Comme exemples concrets, le Pape mentionne l’enrichissement culturel apporté par la migration des Latino-américains aux États-Unis et par la migration italienne dans son pays d’origine, l’Argentine. Il met en outre en lumière le fait qu’à travers la rencontre les pays peuvent apprendre les uns des autres, et, de cette façon, contribuer à la réalisation d’un monde moins matérialiste, plus équitable et pacifique. Le Pape observe que «les apports mutuels entre les pays, en réalité, finissent par profiter à tous»[13] et cet enrichissement doit être souligné dans une époque mondialisée comme la nôtre.
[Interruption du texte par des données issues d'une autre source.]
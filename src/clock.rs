//! Time source and local-calendar helpers.
//!
//! Every decision that depends on "today" takes `now` as a value. The zone carried
//! by `now` is the learner's local zone, and it is a fixed UTC offset: day
//! boundaries and the midnight countdown are computed with that one offset for
//! every instant. Daylight-saving rules are not applied. `SystemClock` holds the
//! offset it was built with (configured, or the host's offset at startup), so it
//! does not drift when the host changes its clock.

use chrono::{DateTime, Duration, FixedOffset, Local, NaiveDate, Utc};

pub trait Clock: Send + Sync {
    fn now(&self) -> DateTime<FixedOffset>;
}

/// Wall clock seen from one fixed learner offset.
#[derive(Clone, Copy, Debug, PartialEq, Eq)]
pub struct SystemClock {
    zone: FixedOffset,
}

impl SystemClock {
    pub fn new(zone: FixedOffset) -> Self {
        Self { zone }
    }

    /// The host's offset as of now, kept for the life of the clock.
    pub fn host() -> Self {
        Self::new(*Local::now().offset())
    }

    pub fn zone(&self) -> FixedOffset {
        self.zone
    }
}

impl Clock for SystemClock {
    fn now(&self) -> DateTime<FixedOffset> {
        Utc::now().with_timezone(&self.zone)
    }
}

/// Pinned clock for tests. `set` moves it.
#[cfg(test)]
#[derive(Debug)]
pub struct FixedClock(std::sync::Mutex<DateTime<FixedOffset>>);

#[cfg(test)]
impl FixedClock {
    pub fn new(now: DateTime<FixedOffset>) -> Self {
        Self(std::sync::Mutex::new(now))
    }

    pub fn set(&self, now: DateTime<FixedOffset>) {
        *self.0.lock().unwrap() = now;
    }
}

#[cfg(test)]
impl Clock for FixedClock {
    fn now(&self) -> DateTime<FixedOffset> {
        *self.0.lock().unwrap()
    }
}

/// Calendar date of `instant` as seen from the zone of `now`.
pub fn local_date_of(instant: DateTime<Utc>, now: &DateTime<FixedOffset>) -> NaiveDate {
    instant.with_timezone(now.offset()).date_naive()
}

/// True when `instant` falls on the same local calendar day as `now`.
pub fn is_same_local_day(instant: DateTime<Utc>, now: &DateTime<FixedOffset>) -> bool {
    local_date_of(instant, now) == now.date_naive()
}

/// Whole seconds from `now` to the next local midnight, rounded up so that a
/// fractional remainder never reads as zero. Always in `1..=86_400`.
pub fn seconds_until_local_midnight(now: &DateTime<FixedOffset>) -> i64 {
    let next_midnight = now
        .date_naive()
        .succ_opt()
        .and_then(|d| d.and_hms_opt(0, 0, 0))
        .and_then(|naive| naive.and_local_timezone(*now.offset()).single());

    match next_midnight {
        Some(midnight) => {
            let millis = (midnight - *now).num_milliseconds();
            ((millis + 999) / 1000).clamp(1, Duration::days(1).num_seconds())
        }
        // Only reachable at the very end of chrono's date range.
        None => Duration::days(1).num_seconds(),
    }
}

#[cfg(test)]
mod tests {
    use super::*;
    use chrono::TimeZone;

    fn ist() -> FixedOffset {
        FixedOffset::east_opt(5 * 3600 + 1800).unwrap()
    }

    #[test]
    fn same_day_uses_the_zone_of_now() {
        // 20:00 UTC on the 1st is 01:30 on the 2nd in IST.
        let spin = Utc.with_ymd_and_hms(2024, 3, 1, 20, 0, 0).unwrap();
        let now_ist = ist().with_ymd_and_hms(2024, 3, 2, 9, 0, 0).unwrap();
        assert!(is_same_local_day(spin, &now_ist));

        let now_utc = FixedOffset::east_opt(0)
            .unwrap()
            .with_ymd_and_hms(2024, 3, 2, 9, 0, 0)
            .unwrap();
        assert!(!is_same_local_day(spin, &now_utc));
    }

    #[test]
    fn midnight_countdown_bounds() {
        let late = ist().with_ymd_and_hms(2024, 3, 2, 23, 59, 30).unwrap();
        assert_eq!(seconds_until_local_midnight(&late), 30);

        let at_midnight = ist().with_ymd_and_hms(2024, 3, 2, 0, 0, 0).unwrap();
        assert_eq!(seconds_until_local_midnight(&at_midnight), 86_400);

        let fractional = late + Duration::milliseconds(29_500);
        assert_eq!(seconds_until_local_midnight(&fractional), 1);
    }

    #[test]
    fn system_clock_keeps_its_configured_offset() {
        let clock = SystemClock::new(ist());
        let first = clock.now();
        let second = clock.now();
        assert_eq!(first.offset(), &ist());
        assert_eq!(second.offset(), &ist());
        assert!(second >= first);
        assert_eq!(clock.zone(), ist());
    }

    #[test]
    fn earlier_instants_use_the_same_offset_as_now() {
        // A spin 01:00 UTC on the 2nd is 06:30 local; it shares a day with 23:00 local.
        let spin = Utc.with_ymd_and_hms(2024, 3, 2, 1, 0, 0).unwrap();
        let late = ist().with_ymd_and_hms(2024, 3, 2, 23, 0, 0).unwrap();
        assert_eq!(local_date_of(spin, &late), late.date_naive());
        assert_eq!(seconds_until_local_midnight(&late), 3_600);
    }

    #[test]
    fn fixed_clock_moves_when_set() {
        let start = ist().with_ymd_and_hms(2024, 3, 2, 8, 0, 0).unwrap();
        let clock = FixedClock::new(start);
        assert_eq!(clock.now(), start);
        clock.set(start + Duration::days(1));
        assert_eq!(clock.now(), start + Duration::days(1));
    }
}
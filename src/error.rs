use axum::http::StatusCode;
use axum::response::{IntoResponse, Response};
use axum::Json;
use thiserror::Error;
use tracing::{error, warn};

use crate::domain::Tier;
use crate::protocol::ErrorOut;

/// Caller bugs: inputs the engines refuse instead of clamping.
#[derive(Error, Debug, Clone, PartialEq, Eq)]
pub enum ContractViolation {
    #[error("unlock threshold must be positive, got {0}")]
    NonPositiveThreshold(i64),

    #[error("score delta must not be negative, got {0}")]
    NegativeScoreDelta(i64),

    #[error("reward list is empty")]
    EmptyRewardList,

    #[error("reward magnitude must not be negative, got {0}")]
    NegativeReward(i64),

    #[error("{tier:?} spin limit must be positive, got {value}")]
    NonPositiveSpinLimit { tier: Tier, value: i64 },

    #[error("chapter count must be positive")]
    NoChapters,
}

#[derive(Error, Debug)]
pub enum ServiceError {
    #[error("contract violation: {0}")]
    Contract(#[from] ContractViolation),

    #[error("user not found: {0}")]
    NotFound(String),

    #[error("user {id} already exists")]
    AlreadyExists { id: String },

    #[error("concurrent update of user {id}: expected version {expected}, found {found}")]
    Conflict { id: String, expected: u64, found: u64 },

    #[error("mirror error: {0}")]
    Mirror(String),
}

impl ServiceError {
    fn status(&self) -> StatusCode {
        match self {
            ServiceError::Contract(_) => StatusCode::BAD_REQUEST,
            ServiceError::NotFound(_) => StatusCode::NOT_FOUND,
            ServiceError::AlreadyExists { .. } | ServiceError::Conflict { .. } => StatusCode::CONFLICT,
            ServiceError::Mirror(_) => StatusCode::INTERNAL_SERVER_ERROR,
        }
    }
}

impl IntoResponse for ServiceError {
    fn into_response(self) -> Response {
        let status = self.status();
        if status.is_server_error() {
            error!(target: "nst_backend", error = %self, "Request failed");
        } else {
            warn!(target: "nst_backend", error = %self, %status, "Request rejected");
        }
        (status, Json(ErrorOut { error: self.to_string() })).into_response()
    }
}
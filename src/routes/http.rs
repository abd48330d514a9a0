//! HTTP endpoint handlers. These are thin wrappers that forward to core logic.
//! Each handler is instrumented; failures map to a status plus `{ "error": ... }`.

use std::sync::Arc;
use axum::{extract::{Path, Query, State}, http::StatusCode, Json, response::IntoResponse};
use tracing::{info, instrument};

use crate::domain::{SettingsPatch, SystemSettings};
use crate::error::ServiceError;
use crate::protocol::*;
use crate::state::AppState;
use crate::logic;

const DEFAULT_CHAPTER_COUNT: u32 = 10;

#[instrument(level = "info")]
pub async fn http_health() -> impl IntoResponse { Json(HealthOut { ok: true }) }

#[instrument(level = "info", skip(state, body), fields(name_len = body.name.len()))]
pub async fn http_create_user(
  State(state): State<Arc<AppState>>,
  Json(body): Json<CreateUserIn>,
) -> Result<impl IntoResponse, ServiceError> {
  let user = logic::create_user(&state, &body.name).await?;
  let tier = user.tier(&state.clock.now());
  Ok((StatusCode::CREATED, Json(UserOut { user, tier })))
}

#[instrument(level = "info", skip(state))]
pub async fn http_get_user(
  State(state): State<Arc<AppState>>,
  Path(id): Path<String>,
) -> Result<Json<UserOut>, ServiceError> {
  let user = logic::get_user(&state, &id).await?;
  let tier = user.tier(&state.clock.now());
  Ok(Json(UserOut { user, tier }))
}

#[instrument(level = "info", skip(state, body), fields(subject = %body.subject_id, score = body.score))]
pub async fn http_post_progress(
  State(state): State<Arc<AppState>>,
  Path(id): Path<String>,
  Json(body): Json<ScoreIn>,
) -> Result<Json<ScoreOut>, ServiceError> {
  let result = logic::submit_score(&state, &id, &body.subject_id, body.score).await?;
  if result.leveled_up {
    info!(target: "progress", user = %id, subject = %body.subject_id, chapter = result.chapter_index, "HTTP chapter unlocked");
  }
  Ok(Json(result.into()))
}

#[instrument(level = "info", skip(state), fields(subject = %q.subject_id))]
pub async fn http_get_chapters(
  State(state): State<Arc<AppState>>,
  Path(id): Path<String>,
  Query(q): Query<ChapterQuery>,
) -> Result<Json<ChaptersOut>, ServiceError> {
  let count = q.count.unwrap_or(DEFAULT_CHAPTER_COUNT);
  let map = logic::chapters(&state, &id, &q.subject_id, count).await?;
  Ok(Json(map.into()))
}

#[instrument(level = "info", skip(state))]
pub async fn http_get_spin(
  State(state): State<Arc<AppState>>,
  Path(id): Path<String>,
) -> Result<Json<SpinStatusOut>, ServiceError> {
  let status = logic::spin_status(&state, &id).await?;
  Ok(Json(status.into()))
}

#[instrument(level = "info", skip(state))]
pub async fn http_post_spin(
  State(state): State<Arc<AppState>>,
  Path(id): Path<String>,
) -> Result<Json<SpinOut>, ServiceError> {
  let outcome = logic::spin(&state, &id).await?;
  Ok(Json(outcome.into()))
}

#[instrument(level = "info", skip(state))]
pub async fn http_get_settings(State(state): State<Arc<AppState>>) -> Json<SystemSettings> {
  Json(state.settings.current().await)
}

#[instrument(level = "info", skip(state, body))]
pub async fn http_put_settings(
  State(state): State<Arc<AppState>>,
  Json(body): Json<SettingsPatch>,
) -> Result<Json<SystemSettings>, ServiceError> {
  let saved = state.settings.update(&body).await?;
  info!(
    target: "nst_backend",
    threshold = saved.mcq_unlock_threshold, rewards = ?saved.wheel_rewards,
    spin_limit_free = saved.spin_limit_free, spin_limit_premium = saved.spin_limit_premium,
    "Settings updated"
  );
  Ok(Json(saved))
}

#[cfg(test)]
mod tests {
  use std::sync::Arc;

  use axum::body::{to_bytes, Body};
  use axum::http::{Method, Request, StatusCode};
  use chrono::{FixedOffset, TimeZone};
  use serde_json::{json, Value};
  use tower::ServiceExt;

  use crate::clock::FixedClock;
  use crate::config::AppConfig;
  use crate::domain::User;
  use crate::routes::build_router;
  use crate::state::AppState;

  async fn app() -> axum::Router {
    let clock = Arc::new(FixedClock::new(
      FixedOffset::east_opt(19_800).unwrap().with_ymd_and_hms(2024, 6, 10, 9, 15, 0).unwrap(),
    ));
    let state = AppState::from_config(AppConfig::default(), None, clock);
    state.users.insert(User::new_student("NST-1", "Asha")).await.unwrap();
    build_router(Arc::new(state))
  }

  async fn call(app: &axum::Router, method: Method, uri: &str, body: Option<Value>) -> (StatusCode, Value) {
    let req = Request::builder().method(method).uri(uri);
    let req = match body {
      Some(b) => req.header("content-type", "application/json").body(Body::from(b.to_string())),
      None => req.body(Body::empty()),
    }
    .unwrap();
    let res = app.clone().oneshot(req).await.unwrap();
    let status = res.status();
    let bytes = to_bytes(res.into_body(), usize::MAX).await.unwrap();
    let value = if bytes.is_empty() { Value::Null } else { serde_json::from_slice(&bytes).unwrap() };
    (status, value)
  }

  #[tokio::test]
  async fn health_is_ok() {
    let app = app().await;
    let (status, body) = call(&app, Method::GET, "/api/v1/health", None).await;
    assert_eq!(status, StatusCode::OK);
    assert_eq!(body, json!({ "ok": true }));
  }

  #[tokio::test]
  async fn progress_flow() {
    let app = app().await;
    let (status, body) = call(
      &app, Method::POST, "/api/v1/users/NST-1/progress",
      Some(json!({ "subjectId": "physics", "score": 120 })),
    ).await;
    assert_eq!(status, StatusCode::OK);
    assert_eq!(body["leveledUp"], true);
    assert_eq!(body["chapterIndex"], 1);
    assert_eq!(body["progress"]["totalMCQsSolved"], 20);

    let (status, body) = call(&app, Method::GET, "/api/v1/users/NST-1/chapters?subjectId=physics&count=3", None).await;
    assert_eq!(status, StatusCode::OK);
    assert_eq!(body["ratio"], 0.2);
    assert_eq!(body["chapters"][0]["status"], "completed");
    assert_eq!(body["chapters"][1]["status"], "current");
    assert_eq!(body["chapters"][2]["status"], "locked");

    let (_, body) = call(&app, Method::GET, "/api/v1/users/NST-1", None).await;
    assert_eq!(body["progress"]["physics"]["currentChapterIndex"], 1);
    assert_eq!(body["tier"], "free");
  }

  #[tokio::test]
  async fn negative_score_is_bad_request() {
    let app = app().await;
    let (status, body) = call(
      &app, Method::POST, "/api/v1/users/NST-1/progress",
      Some(json!({ "subjectId": "physics", "score": -1 })),
    ).await;
    assert_eq!(status, StatusCode::BAD_REQUEST);
    assert!(body["error"].as_str().unwrap().contains("negative"));
  }

  #[tokio::test]
  async fn unknown_user_is_not_found() {
    let app = app().await;
    let (status, body) = call(&app, Method::GET, "/api/v1/users/ghost/spin", None).await;
    assert_eq!(status, StatusCode::NOT_FOUND);
    assert!(body["error"].is_string());
  }

  #[tokio::test]
  async fn second_spin_is_blocked_with_countdown() {
    let app = app().await;
    let (status, body) = call(&app, Method::GET, "/api/v1/users/NST-1/spin", None).await;
    assert_eq!(status, StatusCode::OK);
    assert_eq!(body["status"], "eligible");
    assert_eq!(body["segments"].as_array().unwrap().len(), 12);

    let (status, body) = call(&app, Method::POST, "/api/v1/users/NST-1/spin", None).await;
    assert_eq!(status, StatusCode::OK);
    assert_eq!(body["status"], "spun");
    assert_eq!(body["remaining"], 0);

    let (status, body) = call(&app, Method::POST, "/api/v1/users/NST-1/spin", None).await;
    assert_eq!(status, StatusCode::OK);
    assert_eq!(body["status"], "blocked");
    assert_eq!(body["secondsUntilReset"], 53_100);
    assert_eq!(body["countdown"], "14h 45m 0s");
  }

  #[tokio::test]
  async fn created_user_can_be_fetched() {
    let app = app().await;
    let (status, body) = call(&app, Method::POST, "/api/v1/users", Some(json!({ "name": "Ravi" }))).await;
    assert_eq!(status, StatusCode::CREATED);
    let id = body["id"].as_str().unwrap().to_string();
    assert_eq!(body["credits"], 0);

    let (status, body) = call(&app, Method::GET, &format!("/api/v1/users/{id}"), None).await;
    assert_eq!(status, StatusCode::OK);
    assert_eq!(body["name"], "Ravi");
  }

  #[tokio::test]
  async fn settings_round_trip_and_validation() {
    let app = app().await;
    let (_, body) = call(&app, Method::GET, "/api/v1/settings", None).await;
    assert_eq!(body["mcqUnlockThreshold"], 100);

    let (status, body) = call(&app, Method::PUT, "/api/v1/settings", Some(json!({ "mcqUnlockThreshold": 40 }))).await;
    assert_eq!(status, StatusCode::OK);
    assert_eq!(body["mcqUnlockThreshold"], 40);
    assert_eq!(body["spinLimitFree"], 1);

    let (status, _) = call(&app, Method::PUT, "/api/v1/settings", Some(json!({ "spinLimitPremium": 0 }))).await;
    assert_eq!(status, StatusCode::BAD_REQUEST);

    let (_, body) = call(&app, Method::GET, "/api/v1/settings", None).await;
    assert_eq!(body["mcqUnlockThreshold"], 40);
  }

  #[tokio::test]
  async fn partial_settings_update_keeps_custom_values() {
    let app = app().await;
    let (status, _) = call(
      &app, Method::PUT, "/api/v1/settings",
      Some(json!({ "wheelRewards": [0, 10, 50], "spinLimitFree": 2, "chapterAdvance": "looped" })),
    ).await;
    assert_eq!(status, StatusCode::OK);

    let (status, body) = call(&app, Method::PUT, "/api/v1/settings", Some(json!({ "mcqUnlockThreshold": 40 }))).await;
    assert_eq!(status, StatusCode::OK);
    assert_eq!(body["mcqUnlockThreshold"], 40);
    assert_eq!(body["wheelRewards"], json!([0, 10, 50]));
    assert_eq!(body["spinLimitFree"], 2);
    assert_eq!(body["chapterAdvance"], "looped");
  }
}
En tout état de cause, cette réciprocité des avantages ne représente pas toute la réalité, et encore moins la réalité fondamentale. Nous devons nous efforcer d'être ouverts aux autres dans un esprit de gratuité et de générosité, ce que le Pape François appelle «la capacité de faire certaines choses uniquement parce qu’elles sont bonnes en elles-mêmes, sans attendre aucun résultat positif, sans attendre immédiatement quelque chose en retour»[14] – dans les paroles de saint Ignace de Loyola, «donner sans compter». Ce principe de gratuité, observe le Saint-Père, «permet d’accueillir l’étranger même si, pour le moment, il n’apporte aucun bénéfice tangible.»[15]. Quand la gratuité manque, l’immigré est vu comme «un usurpateur qui n’offre rien»[16]. En ce sens, «les nationalismes fondés sur le repli sur soi traduisent en définitive cette incapacité de gratuité, l’erreur de croire qu’on peut se développer à côté de la ruine des autres et qu’en se fermant aux autres on est mieux protégé»[17]En dernière analyse, ceci est contre-productif. Car, comme le relève Fratelli tutti, seule une culture qui accueille gratuitement les autres a un avenir.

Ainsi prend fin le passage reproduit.